L’envergure mondiale de Munevo
Après son premier lancement en Allemagne, Munevo a déployé Munevo DRIVE en Autriche, en Suisse, en France, aux Pays-Bas, en Scandinavie et, plus récemment, aux États-Unis, où l’entreprise perçoit qu’il existe un énorme potentiel pour ce système.
Jusqu’à présent, environ 300 personnes se sont procuré une commande de tête Munevo DRIVE. Konstantin Madaus affirme qu’il n’existe pas de statistiques concrètes indiquant combien d’autres pourraient en bénéficier, mais selon les estimations de l’entreprise, dans la seule Europe de l’Ouest, vivent plus de 13 000 utilisateurs potentiels atteints de SLA, de sclérose en plaques ou de lésions de la moelle épinière supérieure.
Même si la solution est coûteuse, environ 8 500 euros hors options, le prix devrait baisser au fur et à mesure que la part de marché augmente. L’entreprise travaille également d’arrache-pied pour sensibiliser les compagnies d’assurance aux avantages qu’elle procure à leurs clients.

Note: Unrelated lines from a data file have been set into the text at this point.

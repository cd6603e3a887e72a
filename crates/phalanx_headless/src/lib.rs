//! Headless scenario runner for the decision core.
//!
//! This crate closes the loop the core deliberately leaves open: it owns
//! a small deterministic world model, feeds snapshots to the scheduler
//! and applies the intents that come back. That enables:
//!
//! - **Batch runs**: hundreds of scenario runs in parallel for tuning
//!   sweeps and regression hunting
//! - **CI verification**: repeat a seed and fail loudly if any run
//!   diverges
//! - **Scenario authoring**: region maps, deployments and standing
//!   orders described in RON files
//!
//! # Example
//!
//! ```bash
//! # Run the builtin skirmish once and print the summary as JSON
//! cargo run -p phalanx_headless -- run --scenario skirmish
//!
//! # Run a scenario file 200 times across all cores
//! cargo run -p phalanx_headless -- batch --scenario scenarios/crossing.ron --count 200
//!
//! # Verify determinism for one seed
//! cargo run -p phalanx_headless -- verify --scenario skirmish --seed 12345
//! ```

#![forbid(unsafe_code)]
#![warn(missing_docs)]

pub mod batch;
pub mod runner;
pub mod scenario;
pub mod world;

pub use batch::{run_batch, verify_determinism, BatchConfig, BatchResults, BatchSummary};
pub use runner::{run_scenario, RunOutcome, RunSummary};
pub use scenario::{Scenario, ScenarioError, ScenarioIntel};
pub use world::{IntentBuffer, SimWorld};
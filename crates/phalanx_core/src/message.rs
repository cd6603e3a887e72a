//! Synchronous task-to-task messaging.
//!
//! Messages are immutable values a task hands to its context during an
//! update. The scheduler collects them in an outbox and fans each one
//! out to every other active task *after* the update loop of the same
//! pass, so delivery never re-enters a task mid-update.
//!
//! A recipient that cannot answer immediately returns
//! [`MessageDisposition::Deferred`], keeping the offered [`PromiseId`];
//! when it later resolves the promise, the scheduler routes the typed
//! [`MessageResponse`] back to the original sender. This bus and the
//! shared reservation map are the only coordination channels between
//! tasks.

use crate::math::{fixed_serde, Fixed, Vec2Fixed};
use crate::region::RegionId;
use crate::task::{TaskId, TaskKey};
use serde::{Deserialize, Serialize};
use std::collections::BTreeMap;

/// Broadcast payload.
#[derive(Debug, Clone, PartialEq, Eq, Serialize, Deserialize)]
pub enum Message {
    /// A squad is collapsing and needs anything that can fight.
    EmergencyDetected {
        /// Where the emergency is unfolding.
        region: RegionId,
    },
    /// A squad wants reinforcement toward a region.
    SupportRequested {
        /// Region to reinforce.
        region: RegionId,
    },
    /// Somebody wants a point revealed.
    ScanRequested {
        /// Point to reveal.
        point: Vec2Fixed,
    },
    /// Ask the task with the given key to wind down.
    AbortRequested {
        /// Key of the task to stop.
        key: TaskKey,
    },
    /// A hostile force was spotted outside normal engagements.
    EnemySighted {
        /// Region the force was seen in.
        region: RegionId,
        /// Scored threat of the sighting.
        #[serde(with = "fixed_serde")]
        threat: Fixed,
    },
}

/// Typed answer to a deferred message.
#[derive(Debug, Clone, PartialEq, Eq, Serialize, Deserialize)]
pub enum MessageResponse {
    /// A surveillance sweep ran (or could not run) at the point.
    ScanPerformed {
        /// Point that was swept.
        point: Vec2Fixed,
        /// Whether the sweep actually fired.
        success: bool,
    },
    /// A squad committed to the requested support.
    SupportCommitted {
        /// Key of the committing squad.
        key: TaskKey,
    },
    /// The recipient looked at the request and turned it down.
    Declined,
}

/// How a recipient handled a delivered message.
#[derive(Debug, Clone, Copy, PartialEq, Eq)]
pub enum MessageDisposition {
    /// Not interesting to this task.
    Ignored,
    /// Acted on immediately; nothing further will happen.
    Handled,
    /// The offered ticket was kept; a response will arrive later.
    Deferred,
}

/// A message together with its sender.
#[derive(Debug, Clone, PartialEq, Eq)]
pub struct MessageEnvelope {
    /// Task that sent the message.
    pub origin: TaskId,
    /// The payload.
    pub message: Message,
}

/// Handle for one outstanding deferred response.
#[derive(
    Debug, Clone, Copy, PartialEq, Eq, PartialOrd, Ord, Hash, Serialize, Deserialize, Default,
)]
pub struct PromiseId(pub u64);

impl std::fmt::Display for PromiseId {
    fn fmt(&self, f: &mut std::fmt::Formatter<'_>) -> std::fmt::Result {
        write!(f, "p{}", self.0)
    }
}

/// Allocator and registry for deferred responses.
///
/// The scheduler peeks the next ticket before each delivery; only if
/// the recipient defers is the ticket committed against the sender, so
/// ids stay dense and deterministic.
#[derive(Debug, Default)]
pub struct PromiseBook {
    next: u64,
    pending: BTreeMap<PromiseId, TaskId>,
}

impl PromiseBook {
    /// The ticket the next commit will register.
    #[must_use]
    pub fn ticket(&self) -> PromiseId {
        PromiseId(self.next)
    }

    /// Register the peeked ticket as awaited by `origin`.
    pub fn commit(&mut self, origin: TaskId) -> PromiseId {
        let id = PromiseId(self.next);
        self.next += 1;
        self.pending.insert(id, origin);
        id
    }

    /// Close out a promise, returning the task awaiting it.
    pub fn complete(&mut self, id: PromiseId) -> Option<TaskId> {
        self.pending.remove(&id)
    }

    /// Number of unresolved promises.
    #[must_use]
    pub fn pending_count(&self) -> usize {
        self.pending.len()
    }

    /// Feed the promise registry into a state hash.
    pub fn hash_into(&self, hasher: &mut impl std::hash::Hasher) {
        use std::hash::Hash;
        self.next.hash(hasher);
        for (promise, origin) in &self.pending {
            promise.0.hash(hasher);
            origin.0.hash(hasher);
        }
    }
}
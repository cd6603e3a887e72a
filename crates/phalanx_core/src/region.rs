//! Static region graph.
//!
//! The map is partitioned into convex-ish regions ahead of time by an
//! external analyzer; the core receives the finished graph and never
//! mutates it. Points are assigned to whichever region centre is
//! nearest, which keeps the assignment total even for points outside
//! every region polygon.

use crate::error::{CoreError, Result};
use crate::math::Vec2Fixed;
use serde::{Deserialize, Serialize};
use std::collections::BTreeMap;

/// Opaque identifier for a map region.
#[derive(
    Debug, Clone, Copy, PartialEq, Eq, PartialOrd, Ord, Hash, Serialize, Deserialize, Default,
)]
pub struct RegionId(pub u32);

impl std::fmt::Display for RegionId {
    fn fmt(&self, f: &mut std::fmt::Formatter<'_>) -> std::fmt::Result {
        write!(f, "r{}", self.0)
    }
}

/// One precomputed map region.
#[derive(Debug, Clone, PartialEq, Eq, Serialize, Deserialize)]
pub struct Region {
    /// Stable identifier.
    pub id: RegionId,
    /// Geometric centre.
    pub centre: Vec2Fixed,
    /// Ids of regions sharing a traversable border, ascending.
    pub neighbours: Vec<RegionId>,
    /// Sampled border points, used for visibility probing.
    pub border: Vec<Vec2Fixed>,
}

/// Validated, immutable collection of regions.
#[derive(Debug, Clone, Default, Serialize, Deserialize)]
pub struct RegionGraph {
    regions: BTreeMap<RegionId, Region>,
}

impl RegionGraph {
    /// Build a graph from a list of regions.
    ///
    /// Neighbour lists are sorted during construction so traversal order
    /// never depends on input order.
    ///
    /// # Errors
    ///
    /// Returns [`CoreError::MalformedGraph`] when ids repeat, a
    /// neighbour id does not exist, a region lists itself, or adjacency
    /// is not symmetric.
    pub fn new(regions: Vec<Region>) -> Result<Self> {
        let mut map = BTreeMap::new();
        for mut region in regions {
            region.neighbours.sort_unstable();
            region.neighbours.dedup();
            let id = region.id;
            if map.insert(id, region).is_some() {
                return Err(CoreError::MalformedGraph(format!("duplicate region {id}")));
            }
        }

        for (id, region) in &map {
            for n in &region.neighbours {
                if n == id {
                    return Err(CoreError::MalformedGraph(format!(
                        "region {id} lists itself as a neighbour"
                    )));
                }
                let Some(other) = map.get(n) else {
                    return Err(CoreError::MalformedGraph(format!(
                        "region {id} references missing neighbour {n}"
                    )));
                };
                if !other.neighbours.contains(id) {
                    return Err(CoreError::MalformedGraph(format!(
                        "adjacency between {id} and {n} is not symmetric"
                    )));
                }
            }
        }

        Ok(Self { regions: map })
    }

    /// Look up a region by id.
    #[must_use]
    pub fn region(&self, id: RegionId) -> Option<&Region> {
        self.regions.get(&id)
    }

    /// Iterate regions in ascending id order.
    pub fn regions(&self) -> impl Iterator<Item = &Region> {
        self.regions.values()
    }

    /// Number of regions.
    #[must_use]
    pub fn len(&self) -> usize {
        self.regions.len()
    }

    /// Whether the graph holds no regions.
    #[must_use]
    pub fn is_empty(&self) -> bool {
        self.regions.is_empty()
    }

    /// Region whose centre is nearest to a point.
    ///
    /// Ties break toward the lower region id. `None` only for an empty
    /// graph.
    #[must_use]
    pub fn nearest(&self, point: Vec2Fixed) -> Option<RegionId> {
        self.regions
            .values()
            .map(|r| (r.centre.distance_squared(point), r.id))
            .min()
            .map(|(_, id)| id)
    }

    /// Centre-to-centre distance between two regions, if both exist.
    #[must_use]
    pub fn centre_distance(&self, a: RegionId, b: RegionId) -> Option<crate::math::Fixed> {
        let ra = self.regions.get(&a)?;
        let rb = self.regions.get(&b)?;
        Some(ra.centre.distance(rb.centre))
    }
}
//! Scripted worlds and recording sinks.
//!
//! The decision core only reads [`WorldSnapshot`]s and emits
//! [`UnitIntent`]s, so tests drive it with a hand-scripted world whose
//! units never move unless the test moves them, and collect every
//! intent in a [`RecordingSink`] for inspection.

use fixed::types::I32F32;
use phalanx_core::math::{Fixed, Vec2Fixed};
use phalanx_core::world::{
    Alliance, CommandSink, UnitClass, UnitId, UnitIntent, UnitSnapshot, WorldSnapshot,
};

/// Create a fixed-point number from an integer.
#[must_use]
pub fn fixed(n: i64) -> I32F32 {
    I32F32::from_num(n)
}

/// Create a fixed-point vector from integer coordinates.
#[must_use]
pub fn vec2(x: i64, y: i64) -> Vec2Fixed {
    Vec2Fixed::new(Fixed::from_num(x), Fixed::from_num(y))
}

/// Tight formation offsets used by [`ScriptedWorld::add_own_squad`],
/// cycled when a squad outgrows the pattern. Small enough that every
/// member stays in the anchor's region on the 512-spaced fixture maps.
const SQUAD_OFFSETS: [(i64, i64); 8] = [
    (0, 0),
    (16, 0),
    (0, 16),
    (-16, 0),
    (0, -16),
    (16, 16),
    (-16, 16),
    (16, -16),
];

/// A [`WorldSnapshot`] whose contents are scripted by the test.
///
/// Units are stored in ascending id order, spawn alive at full health,
/// and keep their snapshot after death so remembered-enemy paths can be
/// exercised. Terrain is walkable everywhere; [`ScriptedWorld::hide_all`]
/// switches the whole map dark.
#[derive(Debug, Clone, Default)]
pub struct ScriptedWorld {
    tick: u64,
    units: Vec<UnitSnapshot>,
    upgrade_level: u32,
    all_hidden: bool,
}

impl ScriptedWorld {
    /// Empty world at tick zero.
    #[must_use]
    pub fn new() -> Self {
        Self::default()
    }

    /// Add a unit with 100 health and full visibility.
    ///
    /// Re-using an id replaces the earlier snapshot.
    pub fn add_unit(
        &mut self,
        id: u64,
        alliance: Alliance,
        class: UnitClass,
        position: Vec2Fixed,
    ) -> UnitId {
        let snapshot = UnitSnapshot {
            id: UnitId(id),
            alliance,
            class,
            position,
            health: Fixed::from_num(100),
            max_health: Fixed::from_num(100),
            is_visible: !self.all_hidden,
        };
        match self.units.binary_search_by_key(&snapshot.id, |u| u.id) {
            Ok(i) => self.units[i] = snapshot,
            Err(i) => self.units.insert(i, snapshot),
        }
        UnitId(id)
    }

    /// Add `count` own units in a tight formation around `around`,
    /// with consecutive ids starting at `first_id`.
    pub fn add_own_squad(
        &mut self,
        first_id: u64,
        count: u32,
        class: UnitClass,
        around: Vec2Fixed,
    ) -> Vec<UnitId> {
        (0..u64::from(count))
            .map(|n| {
                let (dx, dy) = SQUAD_OFFSETS[n as usize % SQUAD_OFFSETS.len()];
                self.add_unit(first_id + n, Alliance::Own, class, around + vec2(dx, dy))
            })
            .collect()
    }

    /// Drop a unit's health to zero, keeping the snapshot in place.
    pub fn kill(&mut self, id: UnitId) {
        if let Some(unit) = self.unit_mut(id) {
            unit.health = Fixed::ZERO;
        }
    }

    /// Teleport a unit.
    pub fn move_unit(&mut self, id: UnitId, to: Vec2Fixed) {
        if let Some(unit) = self.unit_mut(id) {
            unit.position = to;
        }
    }

    /// Override a unit's maximum health.
    pub fn set_max_health(&mut self, id: UnitId, max_health: Fixed) {
        if let Some(unit) = self.unit_mut(id) {
            unit.max_health = max_health;
        }
    }

    /// Set the aggregate upgrade level reported to combat scorers.
    pub fn set_upgrade_level(&mut self, level: u32) {
        self.upgrade_level = level;
    }

    /// Advance the clock by `ticks`.
    pub fn advance(&mut self, ticks: u64) {
        self.tick += ticks;
    }

    /// Turn the lights off: every unit and every point becomes unseen.
    pub fn hide_all(&mut self) {
        self.all_hidden = true;
        for unit in &mut self.units {
            unit.is_visible = false;
        }
    }

    fn unit_mut(&mut self, id: UnitId) -> Option<&mut UnitSnapshot> {
        self.units
            .binary_search_by_key(&id, |u| u.id)
            .ok()
            .map(|i| &mut self.units[i])
    }
}

impl WorldSnapshot for ScriptedWorld {
    fn tick(&self) -> u64 {
        self.tick
    }

    fn units(&self) -> &[UnitSnapshot] {
        &self.units
    }

    fn unit(&self, id: UnitId) -> Option<&UnitSnapshot> {
        self.units
            .binary_search_by_key(&id, |u| u.id)
            .ok()
            .map(|i| &self.units[i])
    }

    fn is_visible(&self, _point: Vec2Fixed) -> bool {
        !self.all_hidden
    }

    fn is_walkable(&self, _point: Vec2Fixed) -> bool {
        true
    }

    fn upgrade_level(&self) -> u32 {
        self.upgrade_level
    }
}

/// A [`CommandSink`] that keeps every intent in issue order.
#[derive(Debug, Default)]
pub struct RecordingSink {
    /// Intents issued since the last [`RecordingSink::clear`].
    pub intents: Vec<UnitIntent>,
}

impl RecordingSink {
    /// Empty sink.
    #[must_use]
    pub fn new() -> Self {
        Self::default()
    }

    /// Forget recorded intents.
    pub fn clear(&mut self) {
        self.intents.clear();
    }
}

impl CommandSink for RecordingSink {
    fn issue(&mut self, intent: UnitIntent) {
        self.intents.push(intent);
    }
}

#[cfg(test)]
mod tests {
    use super::*;

    #[test]
    fn test_units_stay_sorted_by_id() {
        let mut world = ScriptedWorld::new();
        world.add_unit(9, Alliance::Own, UnitClass::Assault, vec2(0, 0));
        world.add_unit(2, Alliance::Enemy, UnitClass::Ranged, vec2(10, 0));
        world.add_unit(5, Alliance::Own, UnitClass::Worker, vec2(20, 0));

        let ids: Vec<u64> = world.units().iter().map(|u| u.id.0).collect();
        assert_eq!(ids, vec![2, 5, 9]);
        assert_eq!(world.unit(UnitId(5)).map(|u| u.class), Some(UnitClass::Worker));
    }

    #[test]
    fn test_squad_spawns_around_anchor() {
        let mut world = ScriptedWorld::new();
        let squad = world.add_own_squad(1, 5, UnitClass::Assault, vec2(512, 0));

        assert_eq!(squad.len(), 5);
        for id in &squad {
            let unit = world.unit(*id).unwrap();
            assert!(unit.position.distance_squared(vec2(512, 0)) <= fixed(16 * 16));
        }
    }

    #[test]
    fn test_kill_keeps_the_snapshot() {
        let mut world = ScriptedWorld::new();
        let id = world.add_unit(1, Alliance::Enemy, UnitClass::Siege, vec2(0, 0));
        world.kill(id);

        let unit = world.unit(id).unwrap();
        assert!(!unit.is_alive());
        assert_eq!(world.units().len(), 1);
    }

    #[test]
    fn test_hide_all_darkens_units_and_ground() {
        let mut world = ScriptedWorld::new();
        let id = world.add_unit(1, Alliance::Enemy, UnitClass::Assault, vec2(0, 0));
        assert!(world.is_visible(vec2(300, 300)));

        world.hide_all();
        assert!(!world.is_visible(vec2(300, 300)));
        assert!(!world.unit(id).unwrap().is_visible);
    }
}
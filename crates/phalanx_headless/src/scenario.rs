//! Scenario loading and construction.
//!
//! A scenario is everything one headless run needs: the region map, the
//! units standing on it at tick zero, the standing orders the scheduler
//! starts with and any tuning overrides. Scenarios are stored as RON so
//! sweeps can edit cadences and deployments without recompiling.

use std::collections::BTreeSet;
use std::path::Path;

use phalanx_core::config::TuningConfig;
use phalanx_core::error::CoreError;
use phalanx_core::math::{Fixed, Vec2Fixed};
use phalanx_core::region::{Region, RegionGraph, RegionId};
use phalanx_core::threat::BaseIntel;
use phalanx_core::world::{Alliance, UnitClass};
use serde::{Deserialize, Serialize};
use thiserror::Error;

/// Error type for scenario operations.
#[derive(Error, Debug)]
pub enum ScenarioError {
    /// File not found.
    #[error("scenario file not found: {0}")]
    FileNotFound(String),
    /// Failed to read file.
    #[error("failed to read scenario file: {0}")]
    ReadError(#[from] std::io::Error),
    /// Failed to parse RON.
    #[error("failed to parse scenario: {0}")]
    ParseError(#[from] ron::error::SpannedError),
    /// The scenario describes an invalid region graph or tuning.
    #[error("invalid scenario: {0}")]
    Invalid(#[from] CoreError),
    /// The name matches no builtin scenario and no file on disk.
    #[error("unknown scenario: {0} (not a builtin, not a file)")]
    Unknown(String),
}

/// A complete scenario configuration.
#[derive(Debug, Clone, Serialize, Deserialize)]
pub struct Scenario {
    /// Scenario name.
    pub name: String,
    /// Human-readable description.
    pub description: String,
    /// Region map, one entry per region.
    pub regions: Vec<RegionSpec>,
    /// Units standing on the map at tick zero.
    pub deployments: Vec<Deployment>,
    /// Standing army orders registered at startup.
    pub armies: Vec<ArmyOrder>,
    /// Register a surveillance task alongside the armies.
    #[serde(default)]
    pub surveillance: bool,
    /// Regions known to hold a hostile base.
    #[serde(default)]
    pub enemy_bases: Vec<u32>,
    /// Regions closed to ground movement.
    #[serde(default)]
    pub blocked: Vec<u32>,
    /// Aggregate upgrade level of own forces.
    #[serde(default)]
    pub upgrade_level: u32,
    /// Tick limit for a run.
    pub max_ticks: u64,
    /// Tuning overrides; unlisted fields keep their defaults.
    #[serde(default)]
    pub tuning: TuningConfig,
}

impl Default for Scenario {
    fn default() -> Self {
        Self {
            name: "Face Off".to_string(),
            description: "Two regions, one army order, a token defence".to_string(),
            regions: vec![
                RegionSpec::new(1, 0, 0, &[2]),
                RegionSpec::new(2, 512, 0, &[1]),
            ],
            deployments: vec![
                Deployment::new(1, 6, Alliance::Own, UnitClass::Assault, 0, 0),
                Deployment::new(101, 2, Alliance::Enemy, UnitClass::Assault, 512, 0),
            ],
            armies: vec![ArmyOrder {
                key: "army:main".to_string(),
                priority: 30,
                size: 6,
                target: 2,
                home: 1,
                rally: (0, 0),
            }],
            surveillance: false,
            enemy_bases: Vec::new(),
            blocked: Vec::new(),
            upgrade_level: 0,
            max_ticks: 1500,
            tuning: TuningConfig::default(),
        }
    }
}

impl Scenario {
    /// Load a scenario from a RON file.
    pub fn load<P: AsRef<Path>>(path: P) -> Result<Self, ScenarioError> {
        let path = path.as_ref();
        if !path.exists() {
            return Err(ScenarioError::FileNotFound(path.display().to_string()));
        }
        let contents = std::fs::read_to_string(path)?;
        let scenario: Scenario = ron::from_str(&contents)?;
        Ok(scenario)
    }

    /// Load from a RON string (useful for embedded scenarios).
    pub fn from_ron_str(ron: &str) -> Result<Self, ScenarioError> {
        let scenario: Scenario = ron::from_str(ron)?;
        Ok(scenario)
    }

    /// Resolve a CLI scenario argument: a file path if one exists under
    /// that name, otherwise a builtin.
    pub fn resolve(spec: &str) -> Result<Self, ScenarioError> {
        if Path::new(spec).exists() {
            return Self::load(spec);
        }
        match spec {
            "skirmish" => Ok(Self::skirmish()),
            other => Err(ScenarioError::Unknown(other.to_string())),
        }
    }

    /// Builtin four-region corridor assault.
    #[must_use]
    pub fn skirmish() -> Self {
        Self {
            name: "Bridge Skirmish".to_string(),
            description: "Push a mixed squad down a four-region corridor".to_string(),
            regions: vec![
                RegionSpec::new(1, 0, 0, &[2]),
                RegionSpec::new(2, 512, 0, &[1, 3]),
                RegionSpec::new(3, 1024, 0, &[2, 4]),
                RegionSpec::new(4, 1536, 0, &[3]),
            ],
            deployments: vec![
                Deployment::new(1, 6, Alliance::Own, UnitClass::Assault, 0, 0),
                Deployment::new(21, 2, Alliance::Own, UnitClass::Ranged, -96, 0),
                Deployment::new(101, 4, Alliance::Enemy, UnitClass::Assault, 1536, 0),
                Deployment::new(120, 1, Alliance::Enemy, UnitClass::Structure, 1600, 64),
            ],
            armies: vec![ArmyOrder {
                key: "army:spear".to_string(),
                priority: 30,
                size: 8,
                target: 4,
                home: 1,
                rally: (0, 0),
            }],
            surveillance: true,
            enemy_bases: Vec::new(),
            blocked: Vec::new(),
            upgrade_level: 0,
            max_ticks: 3000,
            tuning: TuningConfig::default(),
        }
    }

    /// Build the region graph this scenario describes.
    pub fn graph(&self) -> Result<RegionGraph, ScenarioError> {
        let regions: Vec<Region> = self.regions.iter().map(RegionSpec::to_region).collect();
        Ok(RegionGraph::new(regions)?)
    }

    /// Assemble base intel from the scenario's region annotations.
    #[must_use]
    pub fn intel(&self) -> ScenarioIntel {
        ScenarioIntel {
            enemy_bases: self.enemy_bases.iter().map(|&id| RegionId(id)).collect(),
            blocked: self.blocked.iter().map(|&id| RegionId(id)).collect(),
        }
    }
}

/// One region of the scenario map.
#[derive(Debug, Clone, Serialize, Deserialize)]
pub struct RegionSpec {
    /// Region id, unique across the map.
    pub id: u32,
    /// Centre point (x, y) in world units.
    pub centre: (i64, i64),
    /// Ids of adjacent regions; adjacency must be symmetric.
    pub neighbours: Vec<u32>,
    /// Half-width used to place visibility sample points.
    #[serde(default = "default_extent")]
    pub extent: i64,
}

fn default_extent() -> i64 {
    256
}

impl RegionSpec {
    /// Create a region spec with the default extent.
    #[must_use]
    pub fn new(id: u32, x: i64, y: i64, neighbours: &[u32]) -> Self {
        Self {
            id,
            centre: (x, y),
            neighbours: neighbours.to_vec(),
            extent: default_extent(),
        }
    }

    fn to_region(&self) -> Region {
        let centre = point(self.centre);
        let extent = Fixed::from_num(self.extent);
        Region {
            id: RegionId(self.id),
            centre,
            neighbours: self.neighbours.iter().map(|&n| RegionId(n)).collect(),
            border: vec![
                Vec2Fixed::new(centre.x - extent, centre.y),
                Vec2Fixed::new(centre.x + extent, centre.y),
                Vec2Fixed::new(centre.x, centre.y - extent),
                Vec2Fixed::new(centre.x, centre.y + extent),
            ],
        }
    }
}

/// A block of identical units placed around an anchor point.
#[derive(Debug, Clone, Serialize, Deserialize)]
pub struct Deployment {
    /// Id of the first unit; later units count up from here.
    pub first_id: u64,
    /// Number of units in the block.
    pub count: u32,
    /// Side the units fight for.
    pub alliance: Alliance,
    /// Class shared by every unit in the block.
    pub class: UnitClass,
    /// Anchor point (x, y) the block spreads around.
    pub around: (i64, i64),
}

impl Deployment {
    /// Create a deployment block.
    #[must_use]
    pub fn new(
        first_id: u64,
        count: u32,
        alliance: Alliance,
        class: UnitClass,
        x: i64,
        y: i64,
    ) -> Self {
        Self {
            first_id,
            count,
            alliance,
            class,
            around: (x, y),
        }
    }
}

/// A standing army order registered at startup.
#[derive(Debug, Clone, Serialize, Deserialize)]
pub struct ArmyOrder {
    /// Task key; must be unique among the orders.
    pub key: String,
    /// Scheduling priority.
    pub priority: i32,
    /// Squad size the army recruits towards.
    pub size: u32,
    /// Region the army attacks.
    pub target: u32,
    /// Region the army withdraws to.
    pub home: u32,
    /// Rally point (x, y) for regrouping.
    pub rally: (i64, i64),
}

/// Base intel assembled from scenario annotations.
#[derive(Debug, Clone, Default)]
pub struct ScenarioIntel {
    enemy_bases: BTreeSet<RegionId>,
    blocked: BTreeSet<RegionId>,
}

impl BaseIntel for ScenarioIntel {
    fn is_enemy_base(&self, region: RegionId) -> bool {
        self.enemy_bases.contains(&region)
    }

    fn is_blocked(&self, region: RegionId) -> bool {
        self.blocked.contains(&region)
    }
}

/// Convert a scenario coordinate pair to a world point.
pub(crate) fn point(p: (i64, i64)) -> Vec2Fixed {
    Vec2Fixed::new(Fixed::from_num(p.0), Fixed::from_num(p.1))
}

Consciente que la contribution de sa clientèle cible est essentielle à l’évolution de son produit, Munevo tire des enseignements des commentaires laissés par les utilisateurs, ainsi que de certains membres de son personnel qui utilisent des fauteuils roulants.
« Nous développons ce produit pour eux ; nous faisons donc bien plus qu’imaginer ce qu’ils ressentent », explique Konstantin Madaus. Saskia Melches est l’une d’entre eux : elle appréciait tellement sa commande de tête Munevo DRIVE qu’elle a postulé pour rejoindre l’entreprise.
« Elle me donne de l’indépendance, de la liberté et de la mobilité », témoigne-t-elle. Ces dix-huit derniers mois, elle a travaillé dans le service des ventes internes, traitant avec des magasins de fournitures médicales, des prospects, des compagnies d’assurance, des associations et des utilisateurs, comme elle, de Munevo DRIVE.
À l’avenir, Munevo cherche à étendre sa gamme de produits au-delà des systèmes de commande de tête, et envisage de mettre au point une manette, ainsi qu’un suiveur oculaire pour les personnes qui ne peuvent pas bouger la tête.
En plus des utilisateurs de fauteuils roulants, la jeune pousse pourrait envisager de personnaliser son application pour l’adapter aux personnes âgées, en la dotant de fonctionnalités comme la détection des chutes ou l’envoi de rappels pour la prise de médicaments. Dans tous les cas, l’objectif est le même : s’appuyer sur la technologie pour permettre à certaines des personnes les plus vulnérables de la société d’être autonomes.